Technology Comparisons: Distance Through Insulation
This freedom from the need for proximity gives optocouplers a tremendous advantage over other isolation techniques when evaluating the critical parameter – DTI. As shown in Figure 1, the DTI of optocouplers can be one or more orders of magnitude greater than that of other isolation techniques. The typical magnetic isolation device, for example, is built on monolithic CMOS IC material with a thin layer of spin-on polyimide as insulation. Its DTI can be as low as 17 μm. Similarly, capacitors for both capacitive and RF isolation use layers of silicon dioxide (SiO2) as thin as 8 μm. In contrast, optocouplers can typically have insulation thicknesses of 80 μm to 1000 μm, even when housed in smaller SO5 and SO16 surface-mount packages.
DTI is an important element in isolator design for many reasons.

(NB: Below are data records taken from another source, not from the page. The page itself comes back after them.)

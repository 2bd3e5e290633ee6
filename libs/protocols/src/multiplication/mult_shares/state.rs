//! Shamir multiplication protocol implementation.

use anyhow::{anyhow, Context};
use basic_types::{jar::PartyJar, PartyMessage};
use math_lib::{
    fields::{Field, PrimeField},
    modular::{EncodedModularNumber, ModularNumber, Prime},
};
use serde::{Deserialize, Serialize};
use shamir_sharing::{
    party::PartyId,
    protocol::{PolyDegree, RecVectorError},
    secret_sharer::{GenerateSharesError, PartyShares, SecretSharer, SecretSharerProperties, ShamirSecretSharer},
};
use state_machine::{
    errors::StateMachineError,
    state::{Recipient, StateMachineMessage},
    StateMachineState, StateMachineStateExt, StateMachineStateOutput, StateMachineStateResult,
};
use std::{fmt, sync::Arc};

/// The shares of the operands involved in one multiplication.
///
/// Both sides are vectors so a single entry expresses a dot-product: the
/// local products are summed before the resharing round, costing the same
/// communication as one plain multiplication.
#[derive(Clone, Debug, Eq, PartialEq)]
pub struct OperandShares<T: Prime> {
    /// The shares of the left operands.
    pub left: Vec<ModularNumber<T>>,

    /// The shares of the right operands.
    pub right: Vec<ModularNumber<T>>,
}

impl<T: Prime> OperandShares<T> {
    /// Constructs a new operand shares.
    pub fn new(left: Vec<ModularNumber<T>>, right: Vec<ModularNumber<T>>) -> Self {
        Self { left, right }
    }

    /// Constructs an operand for a single multiplication.
    pub fn single(left: ModularNumber<T>, right: ModularNumber<T>) -> Self {
        Self { left: vec![left], right: vec![right] }
    }
}

/// The multiplication protocol state definitions.
pub mod states {
    use basic_types::jar::PartyJar;
    use math_lib::modular::{ModularNumber, Prime};

    /// We are waiting for the reshared product contributions.
    pub struct WaitingShares<T: Prime> {
        /// The number of products in this batch.
        pub(crate) share_count: usize,

        /// The contributions from the first `2t+1` parties.
        pub(crate) party_shares: PartyJar<Vec<ModularNumber<T>>>,
    }
}

/// The state machine for the Shamir multiplication protocol.
///
/// Multiplying two degree-`t` shares locally yields a share on a degree-`2t`
/// polynomial, which cannot be multiplied again. The first `2t+1` parties
/// fix that by rescaling their local product by their Lagrange coefficient
/// for that window and dealing a fresh degree-`t` sharing of the rescaled
/// value; summing the dealt sub-shares gives every party a degree-`t` share
/// of the product after a single round.
pub enum MultState<T: Prime> {
    /// We are waiting for the contributions.
    WaitingShares(states::WaitingShares<T>),
}

use MultState::*;

impl<T: Prime> MultState<T> {
    /// Constructs a new multiplication protocol state for a batch of
    /// operands.
    pub fn new(
        operand_shares: Vec<OperandShares<T>>,
        secret_sharer: Arc<ShamirSecretSharer<T>>,
    ) -> Result<(Self, Vec<StateMachineMessage<Self>>), MultCreateError> {
        let contributor_count = Self::contributor_count(&secret_sharer)?;
        let share_count = operand_shares.len();
        let messages = Self::make_messages(operand_shares, &secret_sharer, contributor_count)?;
        let party_shares = PartyJar::new(contributor_count);
        let state = WaitingShares(states::WaitingShares { share_count, party_shares });
        Ok((state, messages))
    }

    fn contributor_count(secret_sharer: &ShamirSecretSharer<T>) -> Result<usize, MultCreateError> {
        let degree = secret_sharer.polynomial_degree() as usize;
        let contributor_count = degree * 2 + 1;
        if secret_sharer.party_count() < contributor_count {
            return Err(MultCreateError::InsufficientParties {
                parties: secret_sharer.party_count(),
                degree: secret_sharer.polynomial_degree(),
            });
        }
        Ok(contributor_count)
    }

    fn make_messages(
        operand_shares: Vec<OperandShares<T>>,
        secret_sharer: &ShamirSecretSharer<T>,
        contributor_count: usize,
    ) -> Result<Vec<StateMachineMessage<Self>>, MultCreateError> {
        let local_index = secret_sharer.local_party_index().ok_or(MultCreateError::PartyNotFound)?;
        if local_index >= contributor_count {
            // Parties outside the contributor window only receive.
            return Ok(Vec::new());
        }
        let coefficients = secret_sharer.rec_vector(0, contributor_count)?;
        let coefficient = coefficients.get(local_index).ok_or(MultCreateError::PartyNotFound)?;

        let mut scaled_products = Vec::new();
        for shares in operand_shares {
            if shares.left.len() != shares.right.len() {
                return Err(MultCreateError::UnequalLengthOperands(shares.left.len(), shares.right.len()));
            }
            let mut product = ModularNumber::ZERO;
            for (left, right) in shares.left.iter().zip(shares.right.iter()) {
                product = product + &(*left * right);
            }
            scaled_products.push(product * coefficient);
        }
        let party_shares: PartyShares<Vec<ModularNumber<T>>> =
            secret_sharer.generate_shares(&scaled_products, PolyDegree::T)?;
        let mut messages = Vec::new();
        for (party_id, shares) in party_shares {
            let contents = MultStateMessage(PrimeField::encode(&shares));
            messages.push(StateMachineMessage::<Self>::new(Recipient::Single(party_id), contents));
        }
        Ok(messages)
    }

    fn handle_message(mut state: Self, message: PartyMessage<MultStateMessage>) -> StateMachineStateResult<Self> {
        let (party_id, message) = message.into_parts();
        let shares = PrimeField::try_decode(&message.0).context("share decoding")?;
        let WaitingShares(inner) = &mut state;
        inner.party_shares.add_element(party_id, shares).context("adding shares")?;
        state.advance_if_completed()
    }

    fn transition_waiting_shares(state: states::WaitingShares<T>) -> StateMachineStateResult<Self> {
        let mut results = vec![ModularNumber::ZERO; state.share_count];
        for (_, shares) in state.party_shares.into_elements() {
            if shares.len() != state.share_count {
                return Err(StateMachineError::UnexpectedError(anyhow!(
                    "expected {} shares, got {}",
                    state.share_count,
                    shares.len()
                )));
            }
            for (result, share) in results.iter_mut().zip(shares.into_iter()) {
                *result = *result + &share;
            }
        }
        Ok(StateMachineStateOutput::Final(results))
    }
}

impl<T: Prime> StateMachineState for MultState<T> {
    type RecipientId = PartyId;
    type InputMessage = PartyMessage<MultStateMessage>;
    type OutputMessage = MultStateMessage;
    type FinalResult = Vec<ModularNumber<T>>;

    fn is_completed(&self) -> bool {
        let WaitingShares(inner) = self;
        inner.party_shares.is_full()
    }

    fn try_next(self) -> StateMachineStateResult<Self> {
        let WaitingShares(inner) = self;
        Self::transition_waiting_shares(inner)
    }

    fn handle_message(self, message: Self::InputMessage) -> StateMachineStateResult<Self> {
        Self::handle_message(self, message)
    }
}

impl<T: Prime> fmt::Display for MultState<T> {
    fn fmt(&self, f: &mut fmt::Formatter<'_>) -> fmt::Result {
        write!(f, "MultState::WaitingShares")
    }
}

/// A message for the multiplication state machine carrying one contributor's
/// reshared products.
#[derive(Clone, Debug, Serialize, Deserialize, PartialEq)]
pub struct MultStateMessage(pub Vec<EncodedModularNumber>);

/// An error during the multiplication state construction.
#[derive(thiserror::Error, Debug)]
pub enum MultCreateError {
    /// Multiplication needs more than twice the threshold many parties.
    #[error("{parties} parties cannot multiply at threshold {degree}")]
    InsufficientParties {
        /// The configured party count.
        parties: usize,
        /// The configured threshold degree.
        degree: u64,
    },

    /// Share generation failed.
    #[error(transparent)]
    GenerateShares(#[from] GenerateSharesError),

    /// The reconstruction vector could not be produced.
    #[error(transparent)]
    RecVector(#[from] RecVectorError),

    /// The local party id was not found.
    #[error("party id not found")]
    PartyNotFound,

    /// Length of the operands do not match.
    #[error("left.len()={0} is not equal to right.len()={1}")]
    UnequalLengthOperands(usize, usize),
}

The thinner the insulation layer, for instance, the greater the electrostatic stress on the insulator both during ESD and surge events as well as normal operation at its working voltage. The thick insulation layer of optocouplers thus helps reduce stress on the insulator, providing optocouplers with higher reliability and greater lifetime. DTI is also important in the insulation safety rating. Solid insulation needs to be 400 μm or greater in thickness and thin sheet insulation must be at least two layers deep to achieve reinforced status. Some optocouplers, for example, have three layers of insulation with a total DTI of 400μm while other isolation techniques typically offer only one thin layer.
Technology Comparisons: Common-Mode Noise Immunity
In some optocouplers vendors have integrated a low-cost Faraday shield to decouple input side from output side. Additionally, they employ a unique package design to minimize input-to-output capacitance, thus protecting the optocoupler from common-mode noise. The immunity can be demonstrated by applying a high-voltage pulse between the output ground reference and the input-supply ground reference of an isolator device. The optocoupler’s output shows that it is unaffected upon application of 45kV/µs high voltage transient (shown in Fig 2, left). On the other hand streams of data were lost on an RF-based isolator when a low voltage transient of only 4kV/µs is applied.
Technology Comparisons: EMI
In evaluating the EMI performance of isolation devices developers need to explore two aspects: immunity from radiated EMI in the environment and the amount of EMI the device itself generates. To test for susceptibility to the kinds of EMI commonly found in industrial environments, discharge a high-current spike through a coil centered on the isolation device. This will generate a wideband noise burst with both electric and magnetic components. As can be seen in Figure 3, optocouplers continued performing properly with EMI spikes as high as
15 A/30 ns. Magnetic isolation devices, however, failed at levels as low as 2.8 A/30 ns.
The measurement of radiated EMI uses a near-field probe and spectrum analyzer to measure the signal produced by the isolation device.
All of these devices are tested with similar test conditions such as similar inputs signals, same test boards and environment.
The test result shows optocouplers radiate very low emission compared to other isolation devices.
Technology Comparisons: High-Voltage Surge Immunity
The integrity of the barrier itself, which is essential to the safety of equipment and users, must prove resistant to voltage surges and electrostatic discharges (ESD). To test this, in accordance with IEC standard 60747-5-5, apply a 10 kV spike across the isolation barrier. The voltage at which breakdown occurs provides a reliable measure of the isolation barrier’s resilience. As can be seen in Figure 5, optocouplers are able to tolerate voltage surges in excess of 20 kV while other isolation technologies fail between 4 kV and 10 kV.
Optocouplers provide the highest levels of protection and reliability in electrical system. They also generate the least EMI and are most resistant to EMI of all the isolation technologies. Similarly, they are the most resistant to damage or disruption by high-voltage transients. Optocouplers also have the only well-defined safety specification that allows them to receive a reinforced rating for safety critical applications. Thus, when designing safe systems, optocouplers are the best choice for safety and reliable isolation in electrical systems.